Activity -
Scan the records beneath this line for the line holding "Err(exit) => return" and the line holding "-> Result<(), BuildExit>", then transcribe exactly those two and all lines between.

Task data -

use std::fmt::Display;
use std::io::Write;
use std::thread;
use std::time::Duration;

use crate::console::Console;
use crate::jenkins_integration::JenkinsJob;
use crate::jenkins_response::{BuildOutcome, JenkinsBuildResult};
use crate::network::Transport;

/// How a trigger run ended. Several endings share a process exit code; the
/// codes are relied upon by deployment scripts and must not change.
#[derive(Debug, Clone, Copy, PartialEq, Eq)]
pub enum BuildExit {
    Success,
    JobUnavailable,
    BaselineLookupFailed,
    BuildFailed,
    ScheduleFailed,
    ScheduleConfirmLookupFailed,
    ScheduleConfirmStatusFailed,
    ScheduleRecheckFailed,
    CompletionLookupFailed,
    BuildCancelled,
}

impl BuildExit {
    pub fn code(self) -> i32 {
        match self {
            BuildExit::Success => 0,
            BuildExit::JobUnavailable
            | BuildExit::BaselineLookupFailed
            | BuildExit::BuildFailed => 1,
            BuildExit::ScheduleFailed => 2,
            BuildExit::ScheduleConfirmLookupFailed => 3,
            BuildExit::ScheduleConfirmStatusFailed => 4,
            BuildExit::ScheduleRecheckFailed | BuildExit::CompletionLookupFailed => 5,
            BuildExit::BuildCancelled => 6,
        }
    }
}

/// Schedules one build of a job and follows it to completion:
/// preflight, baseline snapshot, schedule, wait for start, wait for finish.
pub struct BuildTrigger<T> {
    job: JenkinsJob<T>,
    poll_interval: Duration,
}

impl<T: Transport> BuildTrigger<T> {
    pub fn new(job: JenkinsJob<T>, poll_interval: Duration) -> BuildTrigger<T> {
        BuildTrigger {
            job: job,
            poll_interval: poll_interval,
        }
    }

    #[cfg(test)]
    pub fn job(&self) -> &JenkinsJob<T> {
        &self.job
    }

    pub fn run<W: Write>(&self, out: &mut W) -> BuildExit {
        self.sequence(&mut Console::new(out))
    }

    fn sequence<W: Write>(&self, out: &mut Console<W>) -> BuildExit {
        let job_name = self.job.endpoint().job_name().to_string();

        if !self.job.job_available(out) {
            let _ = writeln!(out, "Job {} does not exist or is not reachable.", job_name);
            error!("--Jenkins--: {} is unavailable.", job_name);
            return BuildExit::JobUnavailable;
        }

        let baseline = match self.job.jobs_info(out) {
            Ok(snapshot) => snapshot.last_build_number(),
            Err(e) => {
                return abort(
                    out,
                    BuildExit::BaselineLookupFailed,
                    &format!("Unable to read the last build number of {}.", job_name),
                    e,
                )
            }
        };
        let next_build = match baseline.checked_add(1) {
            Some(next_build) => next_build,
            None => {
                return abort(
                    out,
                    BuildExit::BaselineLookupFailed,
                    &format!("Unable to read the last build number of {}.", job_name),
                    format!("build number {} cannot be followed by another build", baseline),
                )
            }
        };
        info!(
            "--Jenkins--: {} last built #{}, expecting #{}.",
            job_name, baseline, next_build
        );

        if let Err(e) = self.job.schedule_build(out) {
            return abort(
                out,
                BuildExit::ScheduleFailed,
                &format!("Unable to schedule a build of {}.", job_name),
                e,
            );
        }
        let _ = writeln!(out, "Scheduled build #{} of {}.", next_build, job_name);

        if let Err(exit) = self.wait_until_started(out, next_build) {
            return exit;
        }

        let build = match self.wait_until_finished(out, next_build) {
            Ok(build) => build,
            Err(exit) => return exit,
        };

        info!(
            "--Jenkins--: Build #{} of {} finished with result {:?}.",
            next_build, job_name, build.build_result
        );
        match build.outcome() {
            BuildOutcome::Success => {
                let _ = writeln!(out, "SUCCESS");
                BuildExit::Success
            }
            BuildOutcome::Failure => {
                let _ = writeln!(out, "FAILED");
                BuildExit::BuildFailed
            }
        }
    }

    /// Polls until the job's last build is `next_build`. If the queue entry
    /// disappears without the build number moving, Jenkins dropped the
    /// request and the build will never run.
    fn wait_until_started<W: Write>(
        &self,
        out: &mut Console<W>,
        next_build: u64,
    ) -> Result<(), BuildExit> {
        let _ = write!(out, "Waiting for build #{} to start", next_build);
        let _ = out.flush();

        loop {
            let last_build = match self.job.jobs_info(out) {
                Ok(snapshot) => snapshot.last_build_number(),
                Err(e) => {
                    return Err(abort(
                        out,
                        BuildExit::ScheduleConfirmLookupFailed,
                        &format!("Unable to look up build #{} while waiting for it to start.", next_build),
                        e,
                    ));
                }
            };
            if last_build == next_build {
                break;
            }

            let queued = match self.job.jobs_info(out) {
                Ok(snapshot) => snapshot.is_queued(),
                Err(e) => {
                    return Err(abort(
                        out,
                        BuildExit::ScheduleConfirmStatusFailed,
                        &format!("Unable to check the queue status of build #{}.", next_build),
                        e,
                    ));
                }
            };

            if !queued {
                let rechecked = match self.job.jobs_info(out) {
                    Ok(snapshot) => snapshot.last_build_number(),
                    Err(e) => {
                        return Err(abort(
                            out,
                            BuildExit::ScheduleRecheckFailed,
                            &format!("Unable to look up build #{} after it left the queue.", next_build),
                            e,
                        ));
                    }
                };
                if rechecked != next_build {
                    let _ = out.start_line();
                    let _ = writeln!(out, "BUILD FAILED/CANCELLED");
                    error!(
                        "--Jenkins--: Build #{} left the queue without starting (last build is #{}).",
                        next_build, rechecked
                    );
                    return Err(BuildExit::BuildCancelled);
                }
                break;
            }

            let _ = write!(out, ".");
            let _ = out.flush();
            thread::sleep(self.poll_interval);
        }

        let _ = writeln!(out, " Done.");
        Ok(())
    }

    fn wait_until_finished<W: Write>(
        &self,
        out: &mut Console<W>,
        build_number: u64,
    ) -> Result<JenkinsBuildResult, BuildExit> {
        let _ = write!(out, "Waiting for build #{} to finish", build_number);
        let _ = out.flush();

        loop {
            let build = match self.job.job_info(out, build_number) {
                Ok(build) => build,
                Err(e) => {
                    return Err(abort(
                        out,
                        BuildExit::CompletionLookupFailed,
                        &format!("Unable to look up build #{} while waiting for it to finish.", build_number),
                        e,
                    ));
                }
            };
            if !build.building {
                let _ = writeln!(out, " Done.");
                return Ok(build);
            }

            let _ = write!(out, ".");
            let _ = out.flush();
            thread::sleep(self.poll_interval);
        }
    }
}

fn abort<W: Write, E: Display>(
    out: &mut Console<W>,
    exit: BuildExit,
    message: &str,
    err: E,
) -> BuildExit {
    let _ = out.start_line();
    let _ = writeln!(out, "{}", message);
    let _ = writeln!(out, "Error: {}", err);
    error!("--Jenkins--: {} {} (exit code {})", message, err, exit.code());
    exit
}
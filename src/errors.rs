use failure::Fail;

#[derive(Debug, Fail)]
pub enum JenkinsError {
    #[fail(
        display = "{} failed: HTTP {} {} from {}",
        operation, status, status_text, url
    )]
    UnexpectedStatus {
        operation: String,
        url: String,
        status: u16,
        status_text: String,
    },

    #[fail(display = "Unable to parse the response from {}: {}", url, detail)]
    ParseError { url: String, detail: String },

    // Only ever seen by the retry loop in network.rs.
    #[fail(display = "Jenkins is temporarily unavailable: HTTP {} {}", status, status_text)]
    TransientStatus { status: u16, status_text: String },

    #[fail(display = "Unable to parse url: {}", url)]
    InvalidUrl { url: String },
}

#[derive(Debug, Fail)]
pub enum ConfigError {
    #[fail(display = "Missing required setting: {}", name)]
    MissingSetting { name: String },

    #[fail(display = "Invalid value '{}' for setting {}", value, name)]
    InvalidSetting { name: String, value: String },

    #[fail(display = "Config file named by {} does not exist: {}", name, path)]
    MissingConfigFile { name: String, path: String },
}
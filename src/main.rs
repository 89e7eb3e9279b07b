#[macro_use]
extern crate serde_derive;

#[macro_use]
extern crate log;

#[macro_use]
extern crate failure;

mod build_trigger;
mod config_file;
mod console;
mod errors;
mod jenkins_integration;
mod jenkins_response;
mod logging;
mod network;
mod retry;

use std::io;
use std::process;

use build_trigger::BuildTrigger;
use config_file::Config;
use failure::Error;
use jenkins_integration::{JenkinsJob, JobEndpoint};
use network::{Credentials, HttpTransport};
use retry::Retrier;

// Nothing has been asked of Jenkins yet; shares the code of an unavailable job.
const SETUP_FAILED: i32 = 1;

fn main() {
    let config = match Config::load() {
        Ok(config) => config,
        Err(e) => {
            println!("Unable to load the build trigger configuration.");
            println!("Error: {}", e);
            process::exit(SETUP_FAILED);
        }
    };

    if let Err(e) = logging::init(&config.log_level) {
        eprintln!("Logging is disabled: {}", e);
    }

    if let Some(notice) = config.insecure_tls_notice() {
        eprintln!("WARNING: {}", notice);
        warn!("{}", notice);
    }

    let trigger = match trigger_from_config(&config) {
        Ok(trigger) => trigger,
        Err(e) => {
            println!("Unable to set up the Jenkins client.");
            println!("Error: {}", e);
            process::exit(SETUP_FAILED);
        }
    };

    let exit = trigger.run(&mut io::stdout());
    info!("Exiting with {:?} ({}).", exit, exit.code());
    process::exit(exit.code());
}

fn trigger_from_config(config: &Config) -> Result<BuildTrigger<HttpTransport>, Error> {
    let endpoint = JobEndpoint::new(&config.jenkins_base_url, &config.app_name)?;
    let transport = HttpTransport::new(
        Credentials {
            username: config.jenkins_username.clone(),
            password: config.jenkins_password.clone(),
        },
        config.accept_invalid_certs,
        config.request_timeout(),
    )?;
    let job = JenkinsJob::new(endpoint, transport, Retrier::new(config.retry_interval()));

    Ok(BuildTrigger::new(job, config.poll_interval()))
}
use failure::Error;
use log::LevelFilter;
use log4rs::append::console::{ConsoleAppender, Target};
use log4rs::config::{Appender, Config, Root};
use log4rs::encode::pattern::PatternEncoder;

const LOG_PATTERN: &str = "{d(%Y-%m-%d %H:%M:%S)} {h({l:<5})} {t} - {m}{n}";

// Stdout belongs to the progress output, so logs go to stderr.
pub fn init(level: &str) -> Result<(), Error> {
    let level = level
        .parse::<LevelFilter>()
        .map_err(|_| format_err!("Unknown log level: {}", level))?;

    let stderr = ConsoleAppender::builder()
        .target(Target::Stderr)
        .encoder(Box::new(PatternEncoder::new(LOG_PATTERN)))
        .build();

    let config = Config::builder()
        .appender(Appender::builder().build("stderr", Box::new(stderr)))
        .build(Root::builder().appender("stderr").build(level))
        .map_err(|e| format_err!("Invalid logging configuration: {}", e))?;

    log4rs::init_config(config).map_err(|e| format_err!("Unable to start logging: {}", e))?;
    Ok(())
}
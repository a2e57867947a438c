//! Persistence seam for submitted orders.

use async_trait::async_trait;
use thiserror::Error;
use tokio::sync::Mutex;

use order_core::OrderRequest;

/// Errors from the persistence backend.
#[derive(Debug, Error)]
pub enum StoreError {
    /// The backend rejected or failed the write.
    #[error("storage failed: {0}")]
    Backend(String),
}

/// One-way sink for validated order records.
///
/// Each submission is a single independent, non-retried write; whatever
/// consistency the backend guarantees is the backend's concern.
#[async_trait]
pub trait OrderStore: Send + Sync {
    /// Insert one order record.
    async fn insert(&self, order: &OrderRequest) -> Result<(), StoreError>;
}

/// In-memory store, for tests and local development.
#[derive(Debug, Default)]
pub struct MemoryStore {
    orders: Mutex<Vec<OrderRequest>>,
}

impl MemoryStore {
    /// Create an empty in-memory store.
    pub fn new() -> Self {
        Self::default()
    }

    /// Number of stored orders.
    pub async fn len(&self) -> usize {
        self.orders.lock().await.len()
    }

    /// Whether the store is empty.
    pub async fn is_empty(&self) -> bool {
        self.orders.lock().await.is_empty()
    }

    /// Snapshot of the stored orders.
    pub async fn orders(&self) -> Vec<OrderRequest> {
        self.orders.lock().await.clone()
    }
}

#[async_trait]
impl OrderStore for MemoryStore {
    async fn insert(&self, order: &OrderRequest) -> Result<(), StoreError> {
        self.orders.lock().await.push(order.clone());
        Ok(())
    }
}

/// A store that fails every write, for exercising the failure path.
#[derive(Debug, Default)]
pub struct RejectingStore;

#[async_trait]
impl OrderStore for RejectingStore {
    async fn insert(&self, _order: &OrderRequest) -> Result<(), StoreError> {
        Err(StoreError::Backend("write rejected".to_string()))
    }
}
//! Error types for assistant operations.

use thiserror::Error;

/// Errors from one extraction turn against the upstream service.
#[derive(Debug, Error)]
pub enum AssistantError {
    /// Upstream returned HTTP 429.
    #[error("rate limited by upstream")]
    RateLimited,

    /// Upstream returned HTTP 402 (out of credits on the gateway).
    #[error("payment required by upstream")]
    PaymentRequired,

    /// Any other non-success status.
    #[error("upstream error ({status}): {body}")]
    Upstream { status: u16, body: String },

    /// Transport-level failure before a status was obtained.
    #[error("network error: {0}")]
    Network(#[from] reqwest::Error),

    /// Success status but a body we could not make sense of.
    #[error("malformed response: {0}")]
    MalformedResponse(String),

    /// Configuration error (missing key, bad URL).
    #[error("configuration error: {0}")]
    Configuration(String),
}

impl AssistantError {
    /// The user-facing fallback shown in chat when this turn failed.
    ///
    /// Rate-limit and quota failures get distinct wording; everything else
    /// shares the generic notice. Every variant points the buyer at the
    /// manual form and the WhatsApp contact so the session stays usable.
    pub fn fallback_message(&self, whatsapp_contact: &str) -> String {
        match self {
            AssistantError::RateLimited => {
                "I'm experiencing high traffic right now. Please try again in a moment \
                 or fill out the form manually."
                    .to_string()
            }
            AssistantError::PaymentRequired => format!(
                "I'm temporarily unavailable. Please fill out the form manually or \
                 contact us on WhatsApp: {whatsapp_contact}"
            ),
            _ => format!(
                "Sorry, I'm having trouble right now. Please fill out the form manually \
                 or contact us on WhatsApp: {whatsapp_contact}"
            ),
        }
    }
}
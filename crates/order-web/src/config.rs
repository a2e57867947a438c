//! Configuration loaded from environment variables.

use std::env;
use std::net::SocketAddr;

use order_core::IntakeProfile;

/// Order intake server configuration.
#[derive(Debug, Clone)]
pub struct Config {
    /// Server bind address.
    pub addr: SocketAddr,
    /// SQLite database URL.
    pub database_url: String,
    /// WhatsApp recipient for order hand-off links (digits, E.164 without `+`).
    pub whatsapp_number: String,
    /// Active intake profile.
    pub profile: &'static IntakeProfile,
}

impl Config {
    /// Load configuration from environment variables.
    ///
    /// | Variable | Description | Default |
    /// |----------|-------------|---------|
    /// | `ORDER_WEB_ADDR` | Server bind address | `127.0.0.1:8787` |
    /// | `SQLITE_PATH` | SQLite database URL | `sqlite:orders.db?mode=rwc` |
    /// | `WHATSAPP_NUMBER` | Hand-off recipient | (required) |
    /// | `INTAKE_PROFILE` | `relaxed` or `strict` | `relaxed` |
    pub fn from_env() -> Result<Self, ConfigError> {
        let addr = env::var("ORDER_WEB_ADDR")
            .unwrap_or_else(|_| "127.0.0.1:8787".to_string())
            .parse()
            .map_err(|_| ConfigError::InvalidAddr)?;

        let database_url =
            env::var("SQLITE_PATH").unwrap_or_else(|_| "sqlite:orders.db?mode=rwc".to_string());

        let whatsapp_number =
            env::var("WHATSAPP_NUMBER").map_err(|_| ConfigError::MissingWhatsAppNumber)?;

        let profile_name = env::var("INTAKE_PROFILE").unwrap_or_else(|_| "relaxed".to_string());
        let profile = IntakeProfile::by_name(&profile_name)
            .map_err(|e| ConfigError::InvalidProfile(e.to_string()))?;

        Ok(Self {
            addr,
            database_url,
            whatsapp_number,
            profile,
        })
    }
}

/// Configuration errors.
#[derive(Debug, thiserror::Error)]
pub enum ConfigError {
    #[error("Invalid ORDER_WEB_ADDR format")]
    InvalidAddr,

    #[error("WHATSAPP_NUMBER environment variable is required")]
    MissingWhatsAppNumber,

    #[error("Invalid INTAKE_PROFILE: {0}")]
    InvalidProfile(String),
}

Exercise solution -
            Err(exit) => return exit,
        };

        info!(
            "--Jenkins--: Build #{} of {} finished with result {:?}.",
            next_build, job_name, build.build_result
        );
        match build.outcome() {
            BuildOutcome::Success => {
                let _ = writeln!(out, "SUCCESS");
                BuildExit::Success
            }
            BuildOutcome::Failure => {
                let _ = writeln!(out, "FAILED");
                BuildExit::BuildFailed
            }
        }
    }

    /// Polls until the job's last build is `next_build`. If the queue entry
    /// disappears without the build number moving, Jenkins dropped the
    /// request and the build will never run.
    fn wait_until_started<W: Write>(
        &self,
        out: &mut Console<W>,
        next_build: u64,
    ) -> Result<(), BuildExit> {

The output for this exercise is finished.